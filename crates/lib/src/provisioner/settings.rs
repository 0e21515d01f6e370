//! Infrastructure settings read by the agent at boot.

use std::collections::BTreeMap;

use serde::{Deserialize, Serialize};

use crate::blobstore::BlobstoreConfig;
use crate::deployment::{Instance, NetworkType};

#[derive(Debug, Clone, PartialEq, Serialize, Deserialize)]
pub struct InfrastructureSettings {
  pub agent_id: String,
  pub vm: VmSettings,
  pub networks: BTreeMap<String, NetworkSettings>,
  pub disks: DiskSettings,
  pub blobstore: BlobstoreConfig,
  pub mbus: String,
  pub env: serde_json::Map<String, serde_json::Value>,
  pub ntp: Vec<String>,
}

#[derive(Debug, Clone, PartialEq, Eq, Serialize, Deserialize)]
pub struct VmSettings {
  pub name: String,
  pub id: String,
}

#[derive(Debug, Clone, PartialEq, Serialize, Deserialize)]
pub struct NetworkSettings {
  #[serde(rename = "type")]
  pub kind: NetworkType,
  pub ip: String,
  pub netmask: String,
  pub gateway: String,
  pub dns_record_name: String,
  pub cloud_properties: serde_json::Map<String, serde_json::Value>,
  /// Networking is already configured on the machine.
  pub preconfigured: bool,
}

#[derive(Debug, Clone, Default, PartialEq, Eq, Serialize, Deserialize)]
pub struct DiskSettings {
  pub persistent: BTreeMap<String, String>,
}

impl InfrastructureSettings {
  pub fn for_instance(instance: &Instance, blobstore: &BlobstoreConfig, mbus: &str) -> Self {
    let slug = instance.slug();

    let networks = instance
      .network_associations
      .iter()
      .map(|assoc| {
        let config = instance.network_configuration(assoc);
        let settings = NetworkSettings {
          kind: assoc.network.kind,
          ip: config.ip,
          netmask: config.netmask,
          gateway: config.gateway,
          dns_record_name: instance.dns_record_name(assoc),
          cloud_properties: assoc.network.cloud_properties.clone(),
          preconfigured: true,
        };
        (assoc.network.name.clone(), settings)
      })
      .collect();

    Self {
      agent_id: format!("agent-id-{}", slug),
      vm: VmSettings {
        name: format!("vm-name-{}", slug),
        id: format!("vm-id-{}", slug),
      },
      networks,
      disks: DiskSettings::default(),
      blobstore: blobstore.clone(),
      mbus: mbus.to_string(),
      env: serde_json::Map::new(),
      ntp: Vec::new(),
    }
  }
}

ABOUT THIS TASK. Looking only at the entries, count the lines that contain the word "PartialEq", then state that count and nothing else.

RESPONSE. 4